On March 23rd, Russia's Foreign Minister, Sergei Lavrov, spoke to  "students" (in Russian they are slushateli--listeners, a title of officers attending such institutions as General Staff Academy), officers of Russian Armed Forces, who continue their study in the Academy Of The General Staff (VAGSH). Lavrov's speech was grand in a tradition of Russian diplomacy of the past two centuries. There was a lot of Count Gorchakov in it.  It was also a very Russian speech. 

Lavrov's definition of (real) power was sharp and, without unnecessary humbleness on my part, the one I wrote about since the start of this blog (in reality much-much earlier):

Of course, it takes more than just the size of a country’s territory for it to be considered “big and strong” in today’s world. There is also the economy, culture, traditions, public ethics and, of course, the ability to ensure one’s own security and the security of the citizens under any circumstances. Recently, the term “soft power” has gained currency. However, this is power as well. In other words, the power factor in its broad sense is still important in international relations. Its role has even increased amid aggravated political, social, and economic contradictions and greater instability in the international political and economic system. We take full account of this fact in our foreign policy planning.

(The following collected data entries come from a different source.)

impl Segment {
    /// Create an empty segment.
    pub fn new(id: impl Into<String>, number: u32, version: u32) -> Self {
        Segment {
            id: id.into(),
            number,
            version,
            reference: None,
            fields: Vec::new(),
        }
    }

    /// Append a single-element text field.
    pub(crate) fn push_field<T: ToField>(&mut self, val: &T) -> &mut Segment {
        self.fields.push(Field::text(val.to_field()));
        self
    }

    /// Append a field built from several elements.
    pub(crate) fn push_group(&mut self, values: &[&dyn ToField]) -> &mut Segment {
        self.fields.push(Field::group(values.iter().map(|value| value.to_field())));
        self
    }

    /// Append a length-framed binary field.
    pub(crate) fn push_binary(&mut self, payload: &str) -> &mut Segment {
        self.fields.push(Field::binary(payload));
        self
    }

    /// Append a prepared field.
    pub(crate) fn push(&mut self, field: Field) -> &mut Segment {
        self.fields.push(field);
        self
    }

    /// Returns `true` if the segment has the given identifier.
    pub fn is(&self, id: &str) -> bool {
        self.id == id
    }

    /// The segment kind, for bank responses.
    pub fn kind(&self) -> IncomingSegments {
        IncomingSegments::from(self.id.as_str())
    }

    /// Field at `index`, if present.
    pub fn field(&self, index: usize) -> Option<&Field> {
        self.fields.get(index)
    }

    /// Content of element `element` of field `field`, if present.
    pub fn get(&self, field: usize, element: usize) -> Option<&str> {
        self.field(field).and_then(|f| f.get(element))
    }

    /// Content of element `element` of field `field`, or an empty string.
    pub fn peek_string(&self, field: usize, element: usize) -> String {
        self.get(field, element).unwrap_or_default().to_owned()
    }

    /// Serialize the segment into the wire format, escaping reserved characters.
    pub fn encode(&self) -> String {
        let mut data = format!("{}{ELEMENT_SEPARATOR}{}{ELEMENT_SEPARATOR}{}", self.id, self.number, self.version);
        if let Some(reference) = self.reference {
            data.push(ELEMENT_SEPARATOR);
            data.push_str(&reference.to_string());
        }

        let used = self.fields.iter().rposition(|field| !field.is_empty()).map_or(0, |i| i + 1);
        for field in &self.fields[..used] {
            data.push(FIELD_SEPARATOR);
            field.encode_into(&mut data);
        }

        data.push(SEGMENT_TERMINATOR);
        data
    }

    fn from_fields(mut fields: Vec<Field>, raw: &str) -> Result<Segment, Error> {
        if fields.is_empty() {
            return Err(Error::protocol("empty segment", raw));
        }
        let header = fields.remove(0);

        let id = header.get_or_empty(0);
        if id.is_empty() || !id.chars().all(|c| c.is_ascii_alphanumeric()) {
            return Err(Error::protocol(format!("malformed segment identifier {id:?}"), raw));
        }

        let number = parse_header_number(&header, 1, raw)?;
        let version = parse_header_number(&header, 2, raw)?;
        let reference = match header.get(3) {
            Some(value) if !value.is_empty() => Some(parse_header_number(&header, 3, raw)?),
            _ => None,
        };

        Ok(Segment {
            id: id.to_owned(),
            number,
            version,
            reference,
            fields,
        })
    }
}

impl Display for Segment {
    fn fmt(&self, f: &mut std::fmt::Formatter<'_>) -> std::fmt::Result {
        write!(f, "{}", self.encode())
    }
}

fn parse_header_number(header: &Field, index: usize, raw: &str) -> Result<u32, Error> {
    let value = header.get_or_empty(index);
    value
        .parse()
        .map_err(|_| Error::protocol(format!("malformed segment header: element {index} is {value:?}"), raw))
}

/// Escape reserved characters in a text value.
pub fn escape(value: &str) -> String {
    let mut escaped = String::with_capacity(value.len());
    for c in value.chars() {
        if RESERVED.contains(&c) {
            escaped.push(ESCAPE_CHARACTER);
        }
        escaped.push(c);
    }
    escaped
}

/// Concatenate encoded segments.
pub fn encode(segments: &[Segment]) -> String {
    segments.iter().map(Segment::encode).collect()
}

/// Decode raw text into segments.
pub fn decode(raw: &str) -> Result<Vec<Segment>, Error> {
    let mut tokenizer = Tokenizer::new(raw);
    let mut segments = Vec::new();

    while tokenizer.skip_line_breaks() {
        let fields = tokenizer.next_segment()?;
        segments.push(Segment::from_fields(fields, raw)?);
    }

    trace!("decoded {} segments", segments.len());
    Ok(segments)
}

/// Single pass tokenizer over the wire grammar.
struct Tokenizer<'a> {
    raw: &'a str,
    position: usize,
}

impl<'a> Tokenizer<'a> {
    fn new(raw: &'a str) -> Self {
        Tokenizer { raw, position: 0 }
    }

    fn peek(&self) -> Option<char> {
        self.raw[self.position..].chars().next()
    }

    // Banks occasionally put line breaks between segments.
    fn skip_line_breaks(&mut self) -> bool {
        while let Some(c) = self.peek() {
            if c == '\r' || c == '\n' {
                self.position += 1;
            } else {
                return true;
            }
        }
        false
    }

    fn next_segment(&mut self) -> Result<Vec<Field>, Error> {
        let mut fields = Vec::new();
        let mut field = Field::default();
        let mut text = String::new();
        let mut binary: Option<String> = None;

        loop {
            let Some(c) = self.peek() else {
                return Err(Error::protocol("unterminated segment", self.raw));
            };

            match c {
                ESCAPE_CHARACTER => {
                    self.position += c.len_utf8();
                    let Some(escaped) = self.peek() else {
                        return Err(Error::protocol("dangling escape character at end of input", self.raw));
                    };
                    if binary.is_some() {
                        return Err(Error::protocol("unexpected data after binary element", self.raw));
                    }
                    text.push(escaped);
                    self.position += escaped.len_utf8();
                }
                BINARY_MARKER if text.is_empty() && binary.is_none() => {
                    binary = Some(self.read_binary()?);
                }
                ELEMENT_SEPARATOR | FIELD_SEPARATOR | SEGMENT_TERMINATOR => {
                    self.position += 1;
                    let element = match binary.take() {
                        Some(payload) => DataElement::Binary(payload),
                        None => DataElement::Text(std::mem::take(&mut text)),
                    };
                    field.elements.push(element);

                    if c != ELEMENT_SEPARATOR {
                        fields.push(std::mem::take(&mut field));
                    }
                    if c == SEGMENT_TERMINATOR {
                        return Ok(fields);
                    }
                }
                _ => {
                    if binary.is_some() {
                        return Err(Error::protocol("unexpected data after binary element", self.raw));
                    }
                    text.push(c);
                    self.position += c.len_utf8();
                }
            }
        }
    }

    // Reads `@<length>@<payload>` starting at the opening marker.
    fn read_binary(&mut self) -> Result<String, Error> {
        let start = self.position + 1;
        let Some(close) = self.raw[start..].find(BINARY_MARKER) else {
            return Err(Error::protocol("missing closing @ of binary length", self.raw));
        };

        let digits = &self.raw[start..start + close];
        let length: usize = digits
            .parse()
            .map_err(|_| Error::protocol(format!("invalid binary length {digits:?}"), self.raw))?;

        let payload_start = start + close + 1;
        let payload = payload_start
            .checked_add(length)
            .and_then(|payload_end| self.raw.get(payload_start..payload_end));
        let Some(payload) = payload else {
            return Err(Error::protocol(
                format!("declared binary length {length} does not match the remaining input"),
                self.raw,
            ));
        };

        self.position = payload_start + payload.len();
        Ok(payload.to_owned())
    }
}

Remember Correlli Barnett's definition? Definitions which real, not self-proclaimed, realists operate with. 

But, within Russia's grand vision of a new global order, which Lavrov so calmly and firmly articulated, was one point which I find to be one of the main pillars on which Russian vision is based and which concisely defines the main global trend. Here it is:

The world is really changing fast. Another “industrial revolution” is unfolding, and a new, more technologically advanced way of life is taking shape.  Uneven development, a wider gap in the wealth of states and nations, and the battle for resources, access to markets, and control over transport arteries are exacerbating differences. Competition is acquiring civilisational dimensions and becoming a rivalry of values and development models.

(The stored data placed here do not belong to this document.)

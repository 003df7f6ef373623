use crate::messages::escape;

// dialog setup

pub const SYNC: &str = "HNHBK:1:3+000000000240+300+SYNC1+1'HIRMG:2:2+0010::Nachricht entgegengenommen.'HIRMS:3:2:4+0020::Auftrag ausgeführt.+3920::Zugelassene TAN-Verfahren für den Benutzer:999'HISYN:4:4:5+SYSID123'HNHBS:5:1+1'";

pub const SYNC_REJECTED: &str = "HNHBK:1:3+000000000120+300+SYNC1+1'HIRMG:2:2+9050::Die Nachricht enthält Fehler.'HIRMS:3:2:4+9931::Sperrung des Kontos nach zu vielen Fehlversuchen.'HNHBS:4:1+1'";

pub const INIT: &str = "HNHBK:1:3+000000000200+300+DIALOG1+1'HIRMG:2:2+0010::Nachricht entgegengenommen.'HIRMS:3:2:4+3920::Zugelassene TAN-Verfahren für den Benutzer:999+0020::Der Auftrag wurde ausgeführt.'HNHBS:4:1+1'";

pub const INIT_TWO_STEP: &str = "HNHBK:1:3+000000000200+300+DIALOG1+1'HIRMG:2:2+0010::Nachricht entgegengenommen.'HIRMS:3:2:4+3920::Zugelassene TAN-Verfahren für den Benutzer:942:921+0020::Der Auftrag wurde ausgeführt.'HNHBS:4:1+1'";

pub const INIT_REJECTED: &str = "HNHBK:1:3+000000000150+300+DIALOG1+1'HIRMG:2:2+9050::Die Nachricht enthält Fehler.'HIRMS:3:2:3+9942::PIN falsch.'HNHBS:4:1+1'";

pub const INIT_WITH_ACCOUNTS: &str = "HNHBK:1:3+000000000600+300+DIALOG1+1'HIRMG:2:2+0010::Nachricht entgegengenommen.'HIRMS:3:2:4+3920::Zugelassene TAN-Verfahren für den Benutzer:999+0020::Der Auftrag wurde ausgeführt.'HIPINS:4:1:4+1+1+0+5:20:6:USERID:CUSTID:HKSAL:N:HKCCS:J:HKKAZ:N:HKCDB:J'HISPAS:5:1:4+1+1+1+J:J:N:urn?:iso?:std?:iso?:20022?:tech?:xsd?:pain.001.003.03:urn?:iso?:std?:iso?:20022?:tech?:xsd?:pain.008.003.02'HIUPD:6:6:4+1234567::280:12345678+DE02120300000000202051+KUNDE1+1+EUR+Max Mustermann++Girokonto++HKSAL:1+HKCCS:1+HKKAZ:1'HIUPD:7:6:4+5407324931::280:50010517+DE44500105175407324931+KUNDE1+10+EUR+Max+Mustermann+Tagesgeld++HKSAL:1'HNHBS:8:1+1'";

pub const DIALOG_END: &str = "HNHBK:1:3+000000000110+300+DIALOG1+3'HIRMG:2:2+0010::Nachricht entgegengenommen.'HIRMS:3:2:3+0100::Dialog beendet.'HNHBS:4:1+3'";

// operations

pub const BALANCE: &str = "HNHBK:1:3+000000000300+300+DIALOG1+2'HIRMG:2:2+0010::Nachricht entgegengenommen.'HIRMS:3:2:3+0020::Der Auftrag wurde ausgeführt.'HISAL:4:7:3+DE02120300000000202051:BYLADEM1001:1234567::280:12345678+Girokonto+EUR+C:1523,42:EUR:20240115+D:25,:EUR:20240115+500,:EUR+2023,42:EUR'HNHBS:5:1+2'";

pub const OPERATION_REJECTED: &str = "HNHBK:1:3+000000000160+300+DIALOG1+2'HIRMG:2:2+9050::Die Nachricht enthält Fehler.'HIRMS:3:2:3+9210::Empfänger-IBAN ungültig.'HNHBS:4:1+2'";

pub const EXECUTED: &str = "HNHBK:1:3+000000000160+300+DIALOG1+2'HIRMG:2:2+0010::Nachricht entgegengenommen.'HIRMS:3:2:3+0020::Der Auftrag wurde ausgeführt.'HNHBS:4:1+2'";

// strong customer authentication

pub const SCA_REQUIRED: &str = "HNHBK:1:3+000000000260+300+DIALOG1+2'HIRMG:2:2+3060::Bitte beachten Sie die enthaltenen Warnungen/Hinweise.'HIRMS:3:2:4+0030::Auftrag empfangen - Sicherheitsfreigabe erforderlich.'HITAN:4:6:4+4++ORDERREF1+Bitte geben Sie die TAN ein.'HNHBS:5:1+2'";

pub const TAN_ACCEPTED: &str = "HNHBK:1:3+000000000170+300+DIALOG1+3'HIRMG:2:2+0010::Nachricht entgegengenommen.'HIRMS:3:2:3+0020::Der Auftrag wurde ausgeführt.'HITAN:4:6:3+2++ORDERREF1'HNHBS:5:1+3'";

pub const TAN_MEDIA: &str = "HNHBK:1:3+000000000200+300+DIALOG1+2'HIRMG:2:2+0010::Nachricht entgegengenommen.'HIRMS:3:2:3+0020::Der Auftrag wurde ausgeführt.'HITAB:4:4:3+0+A:1:::::::::::Mein Handy::::::::+A:2:::::::::::0170 1234567::::::::'HNHBS:5:1+2'";

/// A statement page with MT940 booked and optional MT942 pending data, continued when `cursor` is set.
pub fn statement_page(booked: &str, pending: Option<&str>, cursor: Option<&str>) -> String {
    let mut data = format!("HIKAZ:4:7:3+@{}@{}", booked.len(), booked);
    if let Some(pending) = pending {
        data.push_str(&format!("+@{}@{}", pending.len(), pending));
    }
    data.push('\'');

    page(&data, cursor)
}

/// A camt page carrying the given documents, continued when `cursor` is set.
pub fn camt_page(documents: &[&str], cursor: Option<&str>) -> String {
    let documents: Vec<String> = documents.iter().map(|document| format!("@{}@{}", document.len(), document)).collect();
    let data = format!(
        "HICAZ:4:1:3+DE02120300000000202051:BYLADEM1001:1234567::280:12345678+urn?:iso?:std?:iso?:20022?:tech?:xsd?:camt.052.001.02+{}'",
        documents.join(":")
    );

    page(&data, cursor)
}

/// Standing order listing with one entry per `(order id, document)`.
pub fn standing_orders(orders: &[(&str, &str)]) -> String {
    let data: String = orders
        .iter()
        .map(|(order_id, document)| {
            format!(
                "HICDB:4:1:3+DE02120300000000202051:BYLADEM1001+urn?:iso?:std?:iso?:20022?:tech?:xsd?:pain.001.001.03+@{}@{}+{}+20240201:M:1:1'",
                document.len(),
                document,
                order_id
            )
        })
        .collect();

    page(&data, None)
}

fn page(data: &str, cursor: Option<&str>) -> String {
    let status = match cursor {
        Some(cursor) => format!("3040::Es liegen weitere Informationen vor.:{}", escape(cursor)),
        None => String::from("0020::Der Auftrag wurde ausgeführt."),
    };

    format!("HNHBK:1:3+000000000400+300+DIALOG1+2'HIRMG:2:2+0010::Nachricht entgegengenommen.'HIRMS:3:2:3+{status}'{data}HNHBS:5:1+2'")
}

How many times have we heard before from US "elites" that we all live in a post-industrial society? Well, we don't. We never did, in fact such a preposterous construct, courtesy of all those faux-scholars in economy, does not exist. We live in a full blown industrial world where the only currency which matters are not some balance sheets of some investment bank or brokerage firm, much of them being virtual money, but a sequence of enclosed technological cycles which spreads from extraction of resources to R&D and manufacturing of a final, often very complex, product. But this is not what was an American view of economy for the last decades. Today, we all can observe some of those, rather dramatically bad, results of living in make-believe world. Lavrov, of course, is being too... diplomatic when speaking of "becoming", there is no becoming--the rivalry simply exists and always existed. Today, in the age of internet, it is simply impossible to block and sabotage easily the values which still appeal to a majority of decent people of the "West". We saw which values deindustrialization brings, the values of an office plankton--from a mindless consumerism, lousy work ethics to a totalitarian ideologies of SJWs, ranging from promotion of sexual perversion to a destruction of a family, to mobs of tattooed pot-heads and drug junkies who are good for nothing. We also see what happens to public education in US (and Europe) which is dominated by social indoctrination at the expense of valuable social, scientific and aesthetic skills. We have too many young kids who are ready to talk about global "problems" and can not solve a simple quadratic equation or basic mechanics problem in Physics course. Wait, they do not teach Physics as a separate subject in most public schools in US. These are not "values" which work, they never did, those are "values" of decay and eventual death.

Restoration of an industrial base of any nation can not happen on the foundation, or lack thereof, of a financial capital and "values" it, together with Wall Street, promotes. Yes, one needs money to jump-start re-industrialization but at this stage it is yet to be seen if President Trump will be able to convince nominally American, in reality supranational and not bound by any interests other than own, capital to start to invests in the US. This investing may provide, now desperately needed, arresting impulse to an unfolding American catastrophe whose features, sadly, are becoming clearer and clearer with each passing day. New industrialization is not a panacea but an ultimately necessary condition under which any kind of workable new deal, a new social contract, may be worked out. This contract's pivot will be jobs, normal ones, in manufacturing, with decent pay, with decent safety net. Present system can not provide this. It is obvious that the system doesn't work anymore and it may resort, albeit Trump's presidency so far makes it less likely, to an insane last ditch attempt on "saving" itself--unleashing a major war. I can not see how it can reform. So, the choice for this system is not even a Boolean: it is to die and let new (in reality old) productive forces take its place. If not, US is doomed for steady decline and eventual disintegration--what it means in a nuclear superpower with her citizens armed to the hilt? I do not even want to contemplate. Lavrov, however, offers Russia's vision, and a hopeful one:

It is clear that there simply isn’t any other way except painstaking daily work to achieve the compromises necessary to peacefully overcome the numerous problems in the world. History shows that betting on hegemony and one’s own exceptionalism leads to greater instability and chaos.        

In general, listen to the speech. it is a great one.